Por Álvaro Donoso 

Lejos de la alarma por el coronavirus, hay un olvidado futbolista que también debe estar prefiriendo el aislamiento voluntario. Se trata de Saido Berahino -jugador de origen burundés-, quien militó durante varios años en el fútbol de Inglaterra, país en el cual pudo obtener la nacionalidad, jugar por las selecciones juveniles e incluso, ser nominado al combinado mayor en 2014, eso sí, sin llegar a sumar minutos en cancha.
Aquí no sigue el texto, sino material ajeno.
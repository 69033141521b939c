//! CLI output formatting for every command.
//!
//! # Output Format
//!
//! ## File
//!
//! ```text
//! photos/hero.jpg → photos/hero.webp
//!     Size: 2.4 MB → 310.2 KB (87.4% smaller)
//! ```
//!
//! ## Dir
//!
//! ```text
//! Normalizing 3 images in photos/
//! 001/003 photos/a.jpg → photos/a.webp (81.0%)
//! 002/003 photos/broken.jpg: FAILED
//! 003/003 photos/team/b.png → photos/team/b.webp (64.2%)
//!
//! Processed 3 images: 2 succeeded, 1 failed
//!     Original:  4.1 MB
//!     Optimized: 912.0 KB
//!     Reduction: 78.3% (3.2 MB saved)
//!     Failed:
//!         photos/broken.jpg
//! ```
//!
//! Outputs written by more than one source (`x.jpg` and `x.png` both map to
//! `x.webp`) are listed under `Written by several sources:`.
//!
//! ## Upload
//!
//! ```text
//! Image optimized successfully! Reduction: 90.0% as WebP.
//!     Raw:    uploads/lawyer_20250115_093005_123456.jpg
//!     Output: uploads/lawyer_20250115_093005_123456.webp
//! ```
//!
//! # Architecture
//!
//! Each command has a `format_*` function (returns `Vec<String>`) for
//! testability and a `print_*` wrapper that writes to stdout. Format functions
//! do no I/O.

use crate::batch::{BatchEvent, BatchReport};
use crate::imaging::reduction_percent;
use crate::normalize::{NormalizeOutcome, UploadOutcome};
use std::path::Path;

// ============================================================================
// Shared helpers
// ============================================================================

const UNITS: [&str; 5] = ["B", "KB", "MB", "GB", "TB"];

/// Human-readable byte count with one decimal (bytes are shown whole).
pub fn format_size(bytes: u64) -> String {
    let mut value = bytes as f64;
    let mut unit = 0;
    while value >= 1024.0 && unit < UNITS.len() - 1 {
        value /= 1024.0;
        unit += 1;
    }
    if unit == 0 {
        format!("{} {}", bytes, UNITS[0])
    } else {
        format!("{:.1} {}", value, UNITS[unit])
    }
}

/// Format a 1-based position against its total, zero-padded to 3 digits.
fn format_position(index: usize, total: usize) -> String {
    format!("{:0>3}/{:0>3}", index, total)
}

fn indent(depth: usize) -> String {
    "    ".repeat(depth)
}

fn display(path: &Path) -> String {
    path.display().to_string()
}

// ============================================================================
// file
// ============================================================================

/// Format the result of normalizing a single file.
pub fn format_normalize_outcome(source: &Path, outcome: &NormalizeOutcome) -> Vec<String> {
    match (&outcome.output_path, outcome.ok) {
        (Some(output), true) => vec![
            format!("{} \u{2192} {}", display(source), display(output)),
            format!(
                "{}Size: {} \u{2192} {} ({:.1}% smaller)",
                indent(1),
                format_size(outcome.original_size),
                format_size(outcome.output_size),
                reduction_percent(outcome.original_size, outcome.output_size)
            ),
        ],
        _ => vec![format!("{}: normalization failed", display(source))],
    }
}

pub fn print_normalize_outcome(source: &Path, outcome: &NormalizeOutcome) {
    for line in format_normalize_outcome(source, outcome) {
        println!("{}", line);
    }
}

// ============================================================================
// upload
// ============================================================================

/// Format an upload result: the status message, then the paths involved.
pub fn format_upload_outcome(outcome: &UploadOutcome) -> Vec<String> {
    let mut lines = vec![outcome.message.clone()];
    if let Some(raw) = &outcome.raw_path {
        lines.push(format!("{}Raw:    {}", indent(1), display(raw)));
    }
    if let Some(output) = &outcome.output_path {
        lines.push(format!("{}Output: {}", indent(1), display(output)));
    }
    lines
}

pub fn print_upload_outcome(outcome: &UploadOutcome) {
    for line in format_upload_outcome(outcome) {
        println!("{}", line);
    }
}

// ============================================================================
// dir
// ============================================================================

/// Format a single batch progress event as display lines.
pub fn format_batch_event(event: &BatchEvent) -> Vec<String> {
    match event {
        BatchEvent::Started { root, total } => {
            vec![format!("Normalizing {} images in {}", total, display(root))]
        }
        BatchEvent::FileNormalized { index, total, file } => vec![format!(
            "{} {} \u{2192} {} ({:.1}%)",
            format_position(*index, *total),
            display(&file.input_path),
            display(&file.output_path),
            file.reduction_percent
        )],
        BatchEvent::FileFailed { index, total, path } => vec![format!(
            "{} {}: FAILED",
            format_position(*index, *total),
            display(path)
        )],
        // The summary comes from the report itself.
        BatchEvent::Finished { .. } => Vec::new(),
    }
}

/// Format the end-of-batch summary.
pub fn format_batch_report(report: &BatchReport) -> Vec<String> {
    let mut lines = vec![
        String::new(),
        format!(
            "Processed {} images: {} succeeded, {} failed",
            report.total_files, report.succeeded, report.failed
        ),
    ];
    if report.succeeded > 0 {
        lines.push(format!(
            "{}Original:  {}",
            indent(1),
            format_size(report.original_total_size)
        ));
        lines.push(format!(
            "{}Optimized: {}",
            indent(1),
            format_size(report.optimized_total_size)
        ));
        lines.push(format!(
            "{}Reduction: {:.1}% ({} saved)",
            indent(1),
            report.total_reduction_percent(),
            format_size(report.bytes_saved())
        ));
    }
    if !report.failures.is_empty() {
        lines.push(format!("{}Failed:", indent(1)));
        for path in &report.failures {
            lines.push(format!("{}{}", indent(2), display(path)));
        }
    }
    if !report.collisions.is_empty() {
        lines.push(format!("{}Written by several sources:", indent(1)));
        for path in &report.collisions {
            lines.push(format!("{}{}", indent(2), display(path)));
        }
    }
    lines
}

pub fn print_batch_report(report: &BatchReport) {
    for line in format_batch_report(report) {
        println!("{}", line);
    }
}

// ============================================================================
// Tests
// ============================================================================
El debut goleador de Berahino en la Premier League parecía anticipar una carrera promisoria. Jugando para West Bromwich Albion, le anotó al United nada menos que en Old Trafford, en el triunfo por 2-1 de su escuadra en septiembre de 2013. Años después, vestió la camiseta de Stoke City, ante el pedido expreso del entonces entrenador Mike Hughes, pero su derrotero exhibiría solo un tanto en 35 partidos, además del descenso al Championship en 2018.

En esa misma época, Saido compensaba la puntería que no mostraba en la cancha con su vida personal. En mayo de 2017, nació Costa, su primera hija, fruto del vínculo -por entonces ya terminado- con la modelo Stephania Christoforo, quien lo dejó a comienzos de ese año al enterarse de la relación paralela que mantuvo con Chelsea Lovelace.

Dicha infidelidad dejó, a su vez, otro nacimiento: Aniya Marie, quien llegó al mundo con solo dos semanas de diferencia respecto a Costa. Cabe señalar que el actual jugador del Zulte Waregem belga ha sido registrado legalmente como el padre biológico de ambas.

Pero como si la historia no fuese ya lo suficientemente insólita, por estos días apareció el testimonio de otra mujer que dio a luz a una tercera criatura, nacida en el mismo centro hospitalario que Aniya Marie, con apenas dos días de diferencia. La madre, enfermera de profesión, reclama actualmente la paternidad de Berahino por vías legales, con lo que el jugador de 26 años completaría un registro digno de un guión de La Rosa de Guadalupe.